図25に示す例では、ノードXによるノードYへの影響度として本実施形態で上述した指標を用いた場合、値は0.49となる。つまり、ノードXはノードYを実効支配していない。一方、影響度としてPower Indexを用いた場合、ノードXによるノードYへの影響度の値は0.526となる。つまり、
図25に示すネットワークでは、Power Indexの値が過剰に大きくなる可能性があるところ、本実施形態の影響度は支配関係を適切に考慮した値とすることが可能である。
【0157】
図26に示す例では、ノードXによるノードYへの影響度として本実施形態で上述した指標を用いた場合、値は1となる。つまり、ノードXはノードYを実効支配している。一方、影響度としてPower Indexを用いた場合、ノードXによるノードYへの影響度の値は0.428となる。つまり、
図26に示すネットワークでは、Power Indexの値が過剰に小さくなる可能性があるところ、本実施形態の影響度は支配関係を適切に考慮した値とすることが可能である。以上のように本実施形態の手法では、支配関係を表す影響度を精度よく求めることが可能になる。
【0158】
なお、上記のように本実施形態について詳細に説明したが、本実施形態の新規事項および効果から実体的に逸脱しない多くの変形が可能であることは当業者には容易に理解できるであろう。従って、このような変形例はすべて本開示の範囲に含まれるものとする。例えば、明細書又は図面において、少なくとも一度、より広義または同義な異なる用語と共に記載された用語は、明細書又は図面のいかなる箇所においても、その異なる用語に置き換えることができる。また本実施形態及び変形例の全ての組み合わせも、本開示の範囲に含まれる。またサーバシステム、端末装置、情報処理システム等の構成及び動作等も、本実施形態で説明したものに限定されず、種々の変形実施が可能である。
【符号の説明】
【0159】
10・・・情報処理システム、100・・・サーバシステム、110・・・処理部、111・・・エンティティネットワーク取得部、112・・・対象ノード取得部、113・・・サブネットワーク抽出部、114・・・被支配ノード特定部、115・・・影響度算出部、116・・・表示処理部、120・・・記憶部、121・・・エンティティネットワーク、130・・・通信部、200,200-1,200-2・・・端末装置、210・・・処理部、220・・・記憶部、230・・・通信部、240・・・表示部、250・・・操作部
【要約】
【課題】エンティティ間の実効的な支配関係を適切に評価する情報処理システム及び情報処理方法等の提供。

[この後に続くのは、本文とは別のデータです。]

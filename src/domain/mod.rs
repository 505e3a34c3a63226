// Domain layer: resolved deployment names, artifacts and the ports templates and storage plug into.

pub mod model;
pub mod ports;
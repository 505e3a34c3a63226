use crate::core::consistency::{ALLOWED_HOSTS_KEY, DEBUG_KEY, STATIC_ROOT_KEY};
use crate::domain::model::{
    Artifact, ArtifactKind, DeploymentNames, NGINX_SITES_AVAILABLE, SYSTEMD_UNIT_DIR,
};
use crate::domain::ports::ArtifactTemplate;
use crate::utils::error::{DeployError, Result};
use std::fmt::Write;

const HEADER: &str = "Rendered by stack-deploy, edit the deploy config instead";

fn template_error(kind: ArtifactKind, message: impl Into<String>) -> DeployError {
    DeployError::TemplateError {
        artifact: kind.label().to_string(),
        message: message.into(),
    }
}

fn artifact(kind: ArtifactKind, names: &DeploymentNames, install_dir: String, contents: String) -> Artifact {
    Artifact {
        kind,
        file_name: kind.file_name(&names.repo_name),
        install_dir,
        contents,
    }
}

/// Values are written unquoted, so a stray newline would inject a directive.
fn ensure_single_line(kind: ArtifactKind, names: &DeploymentNames) -> Result<()> {
    let fields = [
        &names.repo_name,
        &names.project_name,
        &names.working_dir,
        &names.domain,
        &names.socket_path,
        &names.user,
        &names.group,
        &names.venv_dir,
        &names.static_root,
    ];
    if let Some(bad) = fields.iter().find(|f| f.contains(['\n', '\r'])) {
        return Err(template_error(kind, format!("value {:?} spans several lines", bad)));
    }
    Ok(())
}

pub struct ServiceUnitTemplate;

impl ArtifactTemplate for ServiceUnitTemplate {
    fn kind(&self) -> ArtifactKind {
        ArtifactKind::ServiceUnit
    }

    fn render(&self, names: &DeploymentNames) -> Result<Artifact> {
        ensure_single_line(self.kind(), names)?;
        let socket_unit = names.socket_unit_name();

        let mut exec = vec![names.gunicorn_bin()];
        if names.access_log {
            exec.push("--access-logfile -".to_string());
        }
        exec.push(format!("--workers {}", names.workers));
        exec.push(format!("--bind unix:{}", names.socket_path));
        exec.push(names.wsgi_module());

        let mut out = String::new();
        // writing to a String cannot fail
        let _ = writeln!(out, "# {}", HEADER);
        let _ = writeln!(out, "[Unit]");
        let _ = writeln!(out, "Description=gunicorn daemon for {}", names.repo_name);
        let _ = writeln!(out, "Requires={}", socket_unit);
        let _ = writeln!(out, "After=network.target {}", socket_unit);
        let _ = writeln!(out);
        let _ = writeln!(out, "[Service]");
        let _ = writeln!(out, "User={}", names.user);
        let _ = writeln!(out, "Group={}", names.group);
        let _ = writeln!(out, "WorkingDirectory={}", names.working_dir);
        let _ = writeln!(out, "EnvironmentFile={}", names.env_file_path());
        let _ = writeln!(out, "ExecStart={}", exec.join(" \\\n          "));
        let _ = writeln!(out);
        let _ = writeln!(out, "[Install]");
        let _ = writeln!(out, "WantedBy=multi-user.target");

        Ok(artifact(self.kind(), names, SYSTEMD_UNIT_DIR.to_string(), out))
    }
}

pub struct SocketUnitTemplate;

impl ArtifactTemplate for SocketUnitTemplate {
    fn kind(&self) -> ArtifactKind {
        ArtifactKind::SocketUnit
    }

    fn render(&self, names: &DeploymentNames) -> Result<Artifact> {
        ensure_single_line(self.kind(), names)?;

        let out = format!(
            "# {header}\n\
             [Unit]\n\
             Description=gunicorn socket for {repo}\n\
             \n\
             [Socket]\n\
             ListenStream={socket}\n\
             \n\
             [Install]\n\
             WantedBy=sockets.target\n",
            header = HEADER,
            repo = names.repo_name,
            socket = names.socket_path,
        );

        Ok(artifact(self.kind(), names, SYSTEMD_UNIT_DIR.to_string(), out))
    }
}

pub struct SiteBlockTemplate;

impl ArtifactTemplate for SiteBlockTemplate {
    fn kind(&self) -> ArtifactKind {
        ArtifactKind::SiteBlock
    }

    fn render(&self, names: &DeploymentNames) -> Result<Artifact> {
        ensure_single_line(self.kind(), names)?;
        if names.server_names.first() != Some(&names.domain) {
            return Err(template_error(
                self.kind(),
                "server names must start with the domain",
            ));
        }

        let out = format!(
            "# {header}\n\
             server {{\n\
             \x20   listen {port};\n\
             \x20   server_name {server_names};\n\
             \n\
             \x20   location = /favicon.ico {{ access_log off; log_not_found off; }}\n\
             \x20   location /static/ {{\n\
             \x20       root {static_root};\n\
             \x20   }}\n\
             \n\
             \x20   location / {{\n\
             \x20       include proxy_params;\n\
             \x20       proxy_pass http://unix:{socket};\n\
             \x20   }}\n\
             }}\n",
            header = HEADER,
            port = names.listen_port,
            server_names = names.server_names.join(" "),
            static_root = names.static_root,
            socket = names.socket_path,
        );

        Ok(artifact(self.kind(), names, NGINX_SITES_AVAILABLE.to_string(), out))
    }
}

pub struct RequirementsTemplate;

impl ArtifactTemplate for RequirementsTemplate {
    fn kind(&self) -> ArtifactKind {
        ArtifactKind::Requirements
    }

    fn render(&self, names: &DeploymentNames) -> Result<Artifact> {
        if names.requirements.is_empty() {
            return Err(template_error(self.kind(), "no packages to pin"));
        }

        let mut requirements = names.requirements.clone();
        requirements.sort_by_key(|r| r.normalized_name());

        let mut out = format!("# {}\n", HEADER);
        for requirement in &requirements {
            out.push_str(&requirement.to_string());
            out.push('\n');
        }

        Ok(artifact(self.kind(), names, names.working_dir.clone(), out))
    }
}

pub struct EnvFileTemplate;

impl ArtifactTemplate for EnvFileTemplate {
    fn kind(&self) -> ArtifactKind {
        ArtifactKind::EnvFile
    }

    fn render(&self, names: &DeploymentNames) -> Result<Artifact> {
        ensure_single_line(self.kind(), names)?;

        let out = format!(
            "# {}\n{}={}\n{}=False\n{}={}\n",
            HEADER,
            ALLOWED_HOSTS_KEY,
            names.server_names.join(","),
            DEBUG_KEY,
            STATIC_ROOT_KEY,
            names.django_static_root(),
        );

        Ok(artifact(self.kind(), names, names.working_dir.clone(), out))
    }
}

pub fn default_templates() -> Vec<Box<dyn ArtifactTemplate>> {
    vec![
        Box::new(ServiceUnitTemplate),
        Box::new(SocketUnitTemplate),
        Box::new(SiteBlockTemplate),
        Box::new(RequirementsTemplate),
        Box::new(EnvFileTemplate),
    ]
}

#[cfg(test)]
mod tests {
    use super::*;
    use crate::domain::model::Requirement;

    fn names() -> DeploymentNames {
        DeploymentNames {
            repo_name: "blog".to_string(),
            project_name: "mysite".to_string(),
            working_dir: "/home/deploy/blog".to_string(),
            domain: "example.com".to_string(),
            server_names: vec!["example.com".to_string(), "www.example.com".to_string()],
            socket_path: "/run/blog.sock".to_string(),
            user: "deploy".to_string(),
            group: "www-data".to_string(),
            venv_dir: "/home/deploy/blog/env".to_string(),
            workers: 3,
            access_log: true,
            listen_port: 80,
            static_root: "/home/deploy/blog".to_string(),
            requirements: vec![
                Requirement::pinned("gunicorn", "21.2.0"),
                Requirement::pinned("Django", "4.2.7"),
                Requirement::pinned("asgiref", "3.7.2"),
            ],
            tls_email: None,
        }
    }

    #[test]
    fn test_service_unit() {
        let artifact = ServiceUnitTemplate.render(&names()).unwrap();
        assert_eq!(artifact.install_path(), "/etc/systemd/system/blog.service");
        let text = artifact.contents;
        assert!(text.contains("Requires=blog.socket\n"));
        assert!(text.contains("After=network.target blog.socket\n"));
        assert!(text.contains("WorkingDirectory=/home/deploy/blog\n"));
        assert!(text.contains("EnvironmentFile=/home/deploy/blog/blog.env\n"));
        assert!(text.contains(
            "ExecStart=/home/deploy/blog/env/bin/gunicorn \\\n          --access-logfile - \\\n"
        ));
        assert!(text.contains("--bind unix:/run/blog.sock \\\n          mysite.wsgi:application\n"));
    }

    #[test]
    fn test_service_unit_without_access_log() {
        let mut names = names();
        names.access_log = false;
        names.workers = 5;
        let text = ServiceUnitTemplate.render(&names).unwrap().contents;
        assert!(!text.contains("--access-logfile"));
        assert!(text.contains("--workers 5"));
    }

    #[test]
    fn test_socket_unit() {
        let artifact = SocketUnitTemplate.render(&names()).unwrap();
        assert_eq!(artifact.file_name, "blog.socket");
        assert!(artifact.contents.contains("[Socket]\nListenStream=/run/blog.sock\n"));
        assert!(artifact.contents.ends_with("[Install]\nWantedBy=sockets.target\n"));
    }

    #[test]
    fn test_site_block() {
        let artifact = SiteBlockTemplate.render(&names()).unwrap();
        assert_eq!(artifact.install_path(), "/etc/nginx/sites-available/blog");
        let text = artifact.contents;
        assert!(text.contains("    listen 80;\n"));
        assert!(text.contains("    server_name example.com www.example.com;\n"));
        assert!(text.contains("        root /home/deploy/blog;\n"));
        assert!(text.contains("        proxy_pass http://unix:/run/blog.sock;\n"));
        assert!(text.ends_with("}\n"));
    }

    #[test]
    fn test_site_block_requires_domain_first() {
        let mut names = names();
        names.server_names.reverse();
        assert!(matches!(
            SiteBlockTemplate.render(&names),
            Err(DeployError::TemplateError { .. })
        ));
    }

    #[test]
    fn test_requirements_sorted() {
        let artifact = RequirementsTemplate.render(&names()).unwrap();
        assert_eq!(artifact.install_path(), "/home/deploy/blog/requirements.txt");
        let lines: Vec<&str> = artifact.contents.lines().skip(1).collect();
        assert_eq!(lines, vec!["asgiref==3.7.2", "Django==4.2.7", "gunicorn==21.2.0"]);
    }

    #[test]
    fn test_env_file() {
        let artifact = EnvFileTemplate.render(&names()).unwrap();
        assert_eq!(artifact.install_path(), "/home/deploy/blog/blog.env");
        assert!(artifact
            .contents
            .contains("DJANGO_ALLOWED_HOSTS=example.com,www.example.com\n"));
        assert!(artifact.contents.contains("DJANGO_DEBUG=False\n"));
        assert!(artifact
            .contents
            .contains("DJANGO_STATIC_ROOT=/home/deploy/blog/static\n"));
    }

    #[test]
    fn test_multiline_values_rejected() {
        let mut names = names();
        names.user = "deploy\nExecStartPre=/bin/true".to_string();
        assert!(ServiceUnitTemplate.render(&names).is_err());
    }

    #[test]
    fn test_rendering_is_deterministic() {
        let names = names();
        for template in default_templates() {
            assert_eq!(
                template.render(&names).unwrap(),
                template.render(&names).unwrap(),
                "{} differs between renders",
                template.kind()
            );
        }
    }
}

【解決手段】情報処理システムは、複数のエンティティに対応する複数のノードの相互の出資関係を表したエンティティネットワークを取得するエンティティネットワーク取得部と、エンティティネットワークに基づいて、複数のノードのうちの支配ノードによって実効支配されるノードである被支配ノードを特定する被支配ノード特定部を含み、被支配ノード特定部は、支配ノード及び既に特定されている被支配ノードを第1ノード群としたとき、第1ノード群に含まれる1又は複数のノードである第2ノード群に直接接続され、且つ、第2ノード群の各ノードとの間のエッジに付与された出資比率の和が第1閾値より大きいノードを、被支配ノードに追加する更新処理を行うことによって、被支配ノードを特定する。